Ryuichi Sakamoto | Opus Avis critique du film (2024)
« Ryuichi Sakamoto : Opus », c’est juste une heure et quarante minutes de ça : Sakamoto joue. Il n’y a pas d’introduction. Il n’y a pas d’entretiens. Sakamoto n’indique pas au réalisateur Neo Sora comment jouer la variante de billard « Cutthroat » comme Rick Danko l’a fait pour Martin Scorsese dans un autre film de concert d’adieu, « The Last Waltz ». C’est juste Sakamoto et le piano. Un flou flou à un moment donné suggère qu’un membre de l’équipage ajuste quelque chose. Le compositeur et pianiste marmonne quelque chose après avoir perdu le fil d’un morceau. Nous ne voyons pas à qui il parle, ou peut-être que nous le voyons, car il se châtie probablement. À un moment donné, Sakamoto se lève et met des pinces crocodiles sur certaines cordes de piano pour créer l’effet souhaité. John Cage a inventé le terme « piano préparé » pour ce genre de chose. Sakamoto était un musicien moderne, mais il n’était pas tout à fait postmoderne même s’il se plongeait de temps en temps dans la technique postmoderne.

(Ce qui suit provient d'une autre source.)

#[cfg(test)]
mod tests {
    use super::*;
    use crate::request::parts_for;
    use crate::templates::MemorySource;
    use axum::body::to_bytes;
    use serde_json::Value;
    use std::sync::atomic::{AtomicUsize, Ordering};

    async fn body_string(response: Response) -> String {
        let bytes = to_bytes(response.into_body(), usize::MAX).await.unwrap();
        String::from_utf8(bytes.to_vec()).unwrap()
    }

    fn site() -> MemorySource {
        MemorySource::new()
            .with("views/layouts/base.tmpl", "[{% block content %}{% endblock %}]")
            .with("views/layouts/system.tmpl", "<{% block content %}{% endblock %}>")
            .with(
                "views/sample.tmpl",
                "{% extends \"layout\" %}{% block content %}sample {{ n }}{% endblock %}",
            )
            .with(
                "views/system/404.tmpl",
                "{% extends \"layout\" %}{% block content %}missing{% endblock %}",
            )
    }

    fn service() -> ViewService {
        ViewService::builder()
            .with_layouts("base", "system")
            .with_root(site())
            .build()
            .unwrap()
    }

    /// Records calls and answers with a fixed body.
    #[derive(Default)]
    struct Recording {
        inits: AtomicUsize,
        fail_init: bool,
        body: &'static str,
    }

    impl Recording {
        fn new(body: &'static str) -> Self {
            Self {
                body,
                ..Self::default()
            }
        }
    }

    impl Adapter for Recording {
        fn init(&self) -> Result<()> {
            self.inits.fetch_add(1, Ordering::SeqCst);
            if self.fail_init {
                return Err(Error::InvalidArgument("cannot init".into()));
            }
            Ok(())
        }

        fn render(&self, _parts: &Parts, resp: ViewResponse) -> Response {
            format!("{}:{}:{}", self.body, resp.path(), resp.layout()).into_response()
        }

        fn render_page(&self, _parts: &Parts, page: SystemPage, resp: ViewResponse) -> Response {
            (page.status(), format!("{}:{}", self.body, resp.layout())).into_response()
        }

        fn render_system_error(&self, _parts: &Parts, err: &Error, _resp: ViewResponse) -> Response {
            (err.status_code(), self.body).into_response()
        }
    }

    #[test]
    fn test_split_extension() {
        assert_eq!(split_extension("sample"), ("sample", None));
        assert_eq!(split_extension("sample.html"), ("sample", Some("html")));
        assert_eq!(split_extension("users/list.json"), ("users/list", Some("json")));
        assert_eq!(split_extension("v1.2/list"), ("v1.2/list", None));
        assert_eq!(split_extension("a/b.tar.gz"), ("a/b.tar", Some("gz")));
    }

    #[test]
    fn test_default_adapters() {
        let views = service();
        assert_eq!(views.adapter_names(), vec!["html", "json"]);
        assert!(views.adapter("html").is_some());
        assert!(views.adapter("pdf").is_none());
    }

    #[tokio::test]
    async fn test_dispatch_html() {
        let views = service();
        let parts = parts_for("/", &[]);

        for path in ["sample", "sample.html"] {
            let resp = ViewResponse::new().with_path(path).with_data_item("n", 1);
            let response = views.render(&parts, resp);
            assert_eq!(response.status(), StatusCode::OK);
            assert_eq!(body_string(response).await, "[sample 1]");
        }
    }

    #[tokio::test]
    async fn test_dispatch_json() {
        let views = service();
        let parts = parts_for("/", &[]);

        let response = views.render(&parts, ViewResponse::new().with_path("sample.json"));
        assert!(response
            .headers()
            .get(header::CONTENT_TYPE)
            .unwrap()
            .to_str()
            .unwrap()
            .starts_with("application/json"));
        let value: Value = serde_json::from_str(&body_string(response).await).unwrap();
        assert_eq!(value["status"], "success");

        let resp = ViewResponse::new()
            .with_path("sample")
            .with_header(header::CONTENT_TYPE, "application/json");
        let response = views.render(&parts, resp);
        let value: Value = serde_json::from_str(&body_string(response).await).unwrap();
        assert_eq!(value["code"], 200);
    }

    #[tokio::test]
    async fn test_dispatch_unknown_extension() {
        let views = service();
        let response = views.render(&parts_for("/", &[]), ViewResponse::new().with_path("sample.pdf"));
        assert_eq!(response.status(), StatusCode::INTERNAL_SERVER_ERROR);
        assert!(body_string(response).await.contains("Adapter not found"));
    }

    #[tokio::test]
    async fn test_custom_adapter_gets_stripped_path_and_base_layout() {
        let views = service();
        views.register_adapter("csv", Recording::new("csv")).unwrap();

        let response = views.render(&parts_for("/", &[]), ViewResponse::new().with_path("report.csv"));
        assert_eq!(body_string(response).await, "csv:report:base");

        let resp = ViewResponse::new().with_path("report.csv").with_layout("wide");
        let response = views.render(&parts_for("/", &[]), resp);
        assert_eq!(body_string(response).await, "csv:report:wide");
    }

    #[tokio::test]
    async fn test_register_replaces_adapter() {
        let views = service();
        views.register_adapter("json", Recording::new("custom-json")).unwrap();

        let response = views.render(&parts_for("/", &[]), ViewResponse::new().with_path("x.json"));
        assert_eq!(body_string(response).await, "custom-json:x:base");
    }

    #[test]
    fn test_failed_registration_is_not_inserted() {
        let views = service();
        let adapter = Recording {
            fail_init: true,
            ..Recording::new("broken")
        };
        assert!(views.register_adapter("broken", adapter).is_err());
        assert!(views.adapter("broken").is_none());
    }

    #[test]
    fn test_builder_adapter_overrides_default() {
        let views = ViewService::builder()
            .with_adapter("html", Recording::new("mine"))
            .build()
            .unwrap();
        assert_eq!(views.adapter_names(), vec!["html", "json"]);
    }

    #[test]
    fn test_reinit_initializes_every_adapter() {
        let views = service();
        let recording = Arc::new(Recording::new("r"));
        views
            .register_shared_adapter("r", recording.clone())
            .unwrap();
        assert_eq!(recording.inits.load(Ordering::SeqCst), 1);

        views.reinit().unwrap();
        assert_eq!(recording.inits.load(Ordering::SeqCst), 2);
    }

    /// Checks during `init` whether the adapter map could be written.
    #[derive(Default)]
    struct LockWatcher {
        views: std::sync::OnceLock<std::sync::Weak<ViewService>>,
        map_writable: std::sync::atomic::AtomicBool,
    }

    impl Adapter for LockWatcher {
        fn init(&self) -> Result<()> {
            if let Some(views) = self.views.get().and_then(std::sync::Weak::upgrade) {
                let writable = views.adapters.try_write().is_some();
                self.map_writable.store(writable, Ordering::SeqCst);
            }
            Ok(())
        }

        fn render(&self, _parts: &Parts, _resp: ViewResponse) -> Response {
            StatusCode::NO_CONTENT.into_response()
        }

        fn render_page(&self, _parts: &Parts, page: SystemPage, _resp: ViewResponse) -> Response {
            page.status().into_response()
        }

        fn render_system_error(&self, _parts: &Parts, err: &Error, _resp: ViewResponse) -> Response {
            err.status_code().into_response()
        }
    }

    #[test]
    fn test_reinit_releases_adapter_map_during_init() {
        let views = Arc::new(service());
        let watcher = Arc::new(LockWatcher::default());
        views
            .register_shared_adapter("watch", watcher.clone())
            .unwrap();
        watcher.views.set(Arc::downgrade(&views)).unwrap();

        views.reinit().unwrap();
        assert!(watcher.map_writable.load(Ordering::SeqCst));
    }

    #[tokio::test]
    async fn test_system_pages_use_system_layout() {
        let views = service();
        let parts = parts_for("/gone", &[]);

        let response = views.render_not_found(&parts);
        assert_eq!(response.status(), StatusCode::NOT_FOUND);
        assert_eq!(body_string(response).await, "<missing>");

        let response = views.render_forbidden(&parts);
        assert_eq!(response.status(), StatusCode::FORBIDDEN);
        assert_eq!(body_string(response).await, "Forbidden");

        let response = views.render_maintenance_as("json", &parts);
        assert_eq!(response.status(), StatusCode::SERVICE_UNAVAILABLE);

        views.register_adapter("rec", Recording::new("rec")).unwrap();
        let response = views.render_unauthorized_as("rec", &parts);
        assert_eq!(response.status(), StatusCode::UNAUTHORIZED);
        assert_eq!(body_string(response).await, "rec:system");

        let response = views.render_method_not_allowed_as("nope", &parts);
        assert_eq!(response.status(), StatusCode::INTERNAL_SERVER_ERROR);
    }

    #[tokio::test]
    async fn test_system_error() {
        let views = service();
        let err = Error::TemplateNotFound("x".into());

        let response = views.render_system_error(&parts_for("/", &[]), &err);
        assert_eq!(response.status(), StatusCode::INTERNAL_SERVER_ERROR);
        assert_eq!(body_string(response).await, "template not found: x");

        let response = views.render_system_error_as("json", &parts_for("/", &[]), &err);
        let value: Value = serde_json::from_str(&body_string(response).await).unwrap();
        assert_eq!(value["status"], "error");
    }

    #[test]
    fn test_new_responses() {
        let views = service();
        assert_eq!(views.new_response("admin").layout(), "admin");
        assert_eq!(views.new_system_response().layout(), "system");
    }

    #[tokio::test]
    async fn test_redirect_htmx() {
        let views = service();
        let parts = parts_for("/", &[("HX-Request", "true")]);
        let response = views.redirect(&parts, "/login");
        assert_eq!(response.status(), StatusCode::SEE_OTHER);
        assert_eq!(response.headers().get("hx-redirect").unwrap(), "/login");
        assert_eq!(body_string(response).await, "redirecting...");
    }

    #[tokio::test]
    async fn test_redirect_boosted_is_plain() {
        let views = service();
        let parts = parts_for("/", &[("HX-Request", "true"), ("HX-Boosted", "true")]);
        let response = views.redirect(&parts, "/login");
        assert_eq!(response.status(), StatusCode::FOUND);
        assert_eq!(response.headers().get(header::LOCATION).unwrap(), "/login");
    }

    #[tokio::test]
    async fn test_redirect_xhr() {
        let views = service();
        let parts = parts_for("/", &[("X-Requested-With", "XMLHttpRequest")]);
        let response = views.redirect(&parts, "/login");
        assert_eq!(response.status(), StatusCode::OK);
        assert_eq!(
            response.headers().get(header::CONTENT_TYPE).unwrap(),
            "application/json"
        );
        let value: Value = serde_json::from_str(&body_string(response).await).unwrap();
        assert_eq!(
            value,
            json!({"status": "redirect", "message": "redirecting...", "url": "/login"})
        );
    }

    #[tokio::test]
    async fn test_redirect_plain() {
        let views = service();
        let response = views.redirect(&parts_for("/", &[]), "/search?q=a&b=<c>");
        assert_eq!(response.status(), StatusCode::FOUND);
        assert_eq!(
            response.headers().get(header::LOCATION).unwrap(),
            "/search?q=a&b=<c>"
        );
        assert_eq!(
            response.headers().get(header::CONTENT_TYPE).unwrap(),
            "text/html; charset=utf-8"
        );

        let body = body_string(response).await;
        assert!(body.starts_with("<a href=\""));
        assert!(body.ends_with("\">Found</a>.\n"));
        assert!(body.contains("&amp;"));
        assert!(body.contains("&lt;c&gt;"));
    }

    #[tokio::test]
    async fn test_redirect_plain_post_has_no_body() {
        let views = service();
        let mut parts = parts_for("/form", &[]);
        parts.method = Method::POST;

        let response = views.redirect(&parts, "/done");
        assert_eq!(response.status(), StatusCode::FOUND);
        assert_eq!(response.headers().get(header::LOCATION).unwrap(), "/done");
        assert!(body_string(response).await.is_empty());
    }

    #[test]
    fn test_from_config() {
        let dir = tempfile::tempdir().unwrap();
        std::fs::create_dir_all(dir.path().join("views/layouts")).unwrap();
        std::fs::write(
            dir.path().join("views/layouts/base.tmpl"),
            "{% block content %}{% endblock %}",
        )
        .unwrap();
        std::fs::write(dir.path().join("views/home.tmpl"), "home").unwrap();

        let mut config = Config::default();
        config.views.template_dir = Some(dir.path().to_path_buf());
        let views = ViewService::from_config(&config).unwrap();
        assert_eq!(views.base_layout(), "base");
        assert_eq!(views.adapter_names(), vec!["html", "json"]);
    }
}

Il y a une certaine répétition dans son travail et en le regardant jouer – la caméra le filme souvent de côté, en plan moyen, on voit donc son profil de visage et ses mains travaillant sur le clavier – on apprécie la façon dont il construit ses compositions. Un thème sera énoncé avec la main gauche, et il sera énoncé pendant un moment (huit mesures, peut-être plus), après quoi la main droite ajoutera une complexité harmonique audit thème. Puis la main droite s’embarquera pour un voyage mélodique. Le pouvoir du thème, semblable à un mantra, restera en place.
Ces thèmes sont souvent oniriques, romantiques. Ils rappellent Debussy, parfois Satie. Parfois, pendant ce film, on pense que Sakamoto était sûrement le plus grand Japon du début des années 20.ème compositeur français du siècle. Mais c’est désinvolte. La musique de cet homme était ouverte et tendre, et son jeu ici présente une vulnérabilité qui vient d’un endroit bien trop réel. Ses cheveux frangés d’argent, séparés au milieu, lui tombent parfois sur le visage lorsqu’il joue, retombant devant ses lunettes rondes en écaille de tortue. Sakamoto était une pop star du Yellow Magic Orchestra au début des années 80 ; il a souvent travaillé comme acteur, apparaissant dans « Le dernier empereur » de Bertolucci et « Joyeux Noël, M. Lawrence » d’Oshima, pour lesquels il a également écrit la musique (il joue ici leurs thèmes). Il a toujours été un homme au look impeccable et le voici littéralement en train de devenir une véritable icône.